LE SEPTIÈME ART N’EN ÉTAIT ENCORE QU’À SES BALBUTIEMENTS LORSQU’ÉCLATA LA GUERRE 14-18. D’IMAGES D’ACTUALITÉ EN FILMS DE FICTION, IL ALLAIT RAPIDEMENT S’EN EMPARER POUR EN PROPOSER DES VISIONS MULTIPLES. REVUE CENTENAIRE.

« Entre 1914 et 1918, guerre et cinéma entament une vie de couple qui n’a jamais cessé jusqu’à aujourd’hui. » Emprunté à François Cochet, dans sa préface à l’ouvrage que consacre Patrick Brion à la question (lire par ailleurs), le trait est assurément pertinent, qui fait même figure d’évidence. Né une vingtaine d’années plus tôt, le septième art avait, pour ainsi dire, vocation à s’emparer de la Grande Guerre (le Belge Alfred Machin l’avait même brillamment anticipée dès 1913 dans le court métrage Maudite soit la guerre (1)). Il ne s’en privera pas, bandes d’actualité d’abord, et oeuvres de fiction bientôt esquissant rapidement le spectre des représentations de la guerre à l’écran, entre visions patriotique, critique, dénonciatrice ou encore romanesque. Enumération non définitive, d’ailleurs, tant 14-18 n’a cessé d’inspirer les cinéastes les plus divers; jusqu’à Steven Spielberg, tout récemment, qui marchait dans son War Horse sur les pas de Léonce Perret en France, Thomas Ince ou Cecil B. De Mille aux Etats-Unis, parmi les premiers à avoir montré la voie alors même que le conflit n’était pas encore terminé.

Hollywood en guerre

Chaplin sera de ceux-là également qui, dès octobre 1918, envoie Charlot dans les tranchées pour Charlot soldat, sa maladresse ne l’empêchant pas de capturer, seul, treize ennemis, et jusqu’au Kaiser lui-même dans un film maniant habilement la dérision. Buster Keaton n’en fera pas autrement une dizaine d’années plus tard, la pluie de gags de Doughboys constituant une charge corrosive contre l’armée; veine humoristique dont on allait encore trouver l’écho dans La Grande guerre (1959) de Mario Monicelli, qui expédiait deux tire-au-flanc au combat, la vision se voilant toutefois d’amertume sur les pas d’Alberto Sordi et Vittorio Gassman. Dans la foulée de Chaplin, le cinéma va se multiplier sur le front de 14-18: Abel Gance (J’accuse), Maurice Tourneur (L’équipage) ou, plus tard, Raymond Bernard (Les croix de bois) comptent parmi les cinéastes qui s’y frottent en France, au même titre que de nombreux maîtres du cinéma hollwoodien, les King Vidor, William Wellman (lui-même ancien pilote de guerre, d’où Wings et son réalisme saisissant), Mervyn Leroy, John Ford, Raoul Walsh ou autre Howard Hawks, chacun avec sa sensibilité propre, et à plusieurs reprises au besoin. Ainsi de Ford, de Four Sons à What Price Glory, ou de Hawks, le conflit trouvant, devant leur caméra, des déclinaisons multiples. Le second passera ainsi, avec la rigueur qu’on lui connaît, de l’exaltation des exploits d’une patrouille aérienne dans The Dawn Patrol au dilemme moral se posant au Sergeant York dans l’oeuvre éponyme, un film qui adopte de magnifiques accents pastoraux avant de se parer de glorieuses vertus -le paysan buveur et pacifiste que campe magistralement Gary Cooper se mue en effet, pragmatique, en héros des tranchées, dans une conversion moins anodine qu’il n’y paraît. Nous sommes en 1941, en effet, alors que l’engagement des Etats-Unis dans la Seconde Guerre mondiale semble inéluctable, et l’on peut trouver dans cette histoire édifiante quelque portée propagandiste.

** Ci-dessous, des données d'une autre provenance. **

use std::future::{ready, Ready};

use actix_web::{Error, FromRequest, HttpMessage, HttpRequest};
use serde::Serialize;

use crate::domain::models::identity::UserInfo;
use crate::utils::http_utils::{CLIENT_ID_HEADER, CLIENT_NAME_HEADER, ORG_ID_HEADER, USER_ID_HEADER};

/// 인증 체인을 통과한 요청의 신원
///
/// 다운스트림으로는 신뢰 헤더(`User-ID`, `Org-ID`, `Client-ID`, `Client-Name`)로 전달되고,
/// 같은 프로세스의 핸들러에는 request extensions 로 전달됩니다.
#[derive(Debug, Clone, Default, PartialEq, Eq, Serialize)]
#[serde(rename_all = "camelCase")]
pub struct Identity {
    pub user_id: Option<String>,
    pub org_id: Option<String>,
    pub client_id: Option<String>,
    pub client_name: Option<String>,
    #[serde(skip_serializing_if = "Option::is_none")]
    pub user: Option<UserInfo>,
}

impl Identity {
    pub fn anonymous() -> Self {
        Self::default()
    }

    pub fn for_user(user: UserInfo) -> Self {
        Self {
            user_id: Some(user.id.clone()),
            user: Some(user),
            ..Default::default()
        }
    }

    pub fn for_client(client_id: impl Into<String>, client_name: impl Into<String>) -> Self {
        Self {
            client_id: Some(client_id.into()),
            client_name: Some(client_name.into()),
            ..Default::default()
        }
    }

    pub fn is_anonymous(&self) -> bool {
        self.user_id.is_none() && self.client_id.is_none()
    }

    /// 다운스트림에 주입할 헤더 목록
    pub fn headers(&self) -> Vec<(&'static str, String)> {
        [
            (USER_ID_HEADER, &self.user_id),
            (ORG_ID_HEADER, &self.org_id),
            (CLIENT_ID_HEADER, &self.client_id),
            (CLIENT_NAME_HEADER, &self.client_name),
        ]
        .into_iter()
        .filter_map(|(name, value)| value.as_ref().map(|v| (name, v.clone())))
        .collect()
    }
}

/// 식별된 사용자 또는 클라이언트가 필요한 핸들러용 추출자
#[derive(Debug, Clone)]
pub struct RequestIdentity(pub Identity);

impl FromRequest for RequestIdentity {
    type Error = Error;
    type Future = Ready<Result<Self, Self::Error>>;

    fn from_request(req: &HttpRequest, _payload: &mut actix_web::dev::Payload) -> Self::Future {
        match req.extensions().get::<Identity>() {
            Some(identity) if !identity.is_anonymous() => ready(Ok(RequestIdentity(identity.clone()))),
            _ => ready(Err(actix_web::error::ErrorUnauthorized("인증되지 않은 요청입니다"))),
        }
    }
}

#[derive(Debug, Clone)]
pub struct OptionalIdentity(pub Option<Identity>);

impl FromRequest for OptionalIdentity {
    type Error = Error;
    type Future = Ready<Result<Self, Self::Error>>;

    fn from_request(req: &HttpRequest, _payload: &mut actix_web::dev::Payload) -> Self::Future {
        let identity = req
            .extensions()
            .get::<Identity>()
            .filter(|identity| !identity.is_anonymous())
            .cloned();
        ready(Ok(OptionalIdentity(identity)))
    }
}

#[cfg(test)]
mod tests {
    use super::*;
    use actix_web::test::TestRequest;

    #[test]
    fn test_headers_skip_empty_fields() {
        let mut identity = Identity::for_user(UserInfo { id: "2".to_string(), ..Default::default() });
        identity.org_id = Some("1".to_string());

        assert_eq!(
            identity.headers(),
            vec![(USER_ID_HEADER, "2".to_string()), (ORG_ID_HEADER, "1".to_string())]
        );
        assert!(Identity::anonymous().headers().is_empty());
    }

    #[test]
    fn test_client_identity() {
        let identity = Identity::for_client("pipeline", "Pipeline Bot");
        assert!(!identity.is_anonymous());
        assert_eq!(identity.user_id, None);
        assert_eq!(identity.headers().len(), 2);
    }

    #[actix_web::test]
    async fn test_extractors() {
        let req = TestRequest::default().to_http_request();
        assert!(RequestIdentity::extract(&req).await.is_err());
        assert!(OptionalIdentity::extract(&req).await.unwrap().0.is_none());

        req.extensions_mut().insert(Identity::for_client("c", "n"));
        let RequestIdentity(identity) = RequestIdentity::extract(&req).await.unwrap();
        assert_eq!(identity.client_id.as_deref(), Some("c"));
        assert!(OptionalIdentity::extract(&req).await.unwrap().0.is_some());
    }

    #[actix_web::test]
    async fn test_anonymous_identity_is_not_authenticated() {
        let req = TestRequest::default().to_http_request();
        req.extensions_mut().insert(Identity::anonymous());
        assert!(RequestIdentity::extract(&req).await.is_err());
        assert!(OptionalIdentity::extract(&req).await.unwrap().0.is_none());
    }
}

L’horreur, et le désespoir

Autre cinéaste hollywoodien classique à aborder le conflit, Frank Borzage transcende pour sa part le contexte militaire, dans une vision mélodramatique traversée de spiritualité et tendue vers l’amour fou -proposition qui illumine aussi bien Seventh Heaven (1927), son chef-d’oeuvre muet, que sa version, sublimée, de L’Adieu aux armes (1932) de Hemingway, qu’adaptera également Charles Vidor, tandis que Richard Attenborough reviendra, bien plus tard, au creux des années 90, sur les circonstances ayant conduit à l’écriture du roman dans In Love & War. Autre adaptation littéraire, All Quiet on The Western Front de Lewis Milestone (1930), d’après Erich Maria Remarque, est pour sa part une dénonciation sans ambiguïté des horreurs et de l’absurdité de la guerre, un courant qui va faire florès, tout en adoptant des formes variables. Ainsi, bien sûr, du manifeste pacifiste de Jean Renoir, La Grande illusion (1937), classique humaniste réalisé à l’approche de la Seconde Guerre mondiale, et dont le titre pourrait renvoyer à l’illusion que la Grande Guerre serait la dernière d’entre toutes; on sait ce qu’il en advint. Un film dont le motif de fraternité par-delà les nationalités est aussi celui qui irrigue l’admirable Colonel Blimp du duo Michael Powell et Emeric Pressburger (1943). Voire même, le temps d’une parenthèse, le Joyeux Noël de Christian Carion (2005).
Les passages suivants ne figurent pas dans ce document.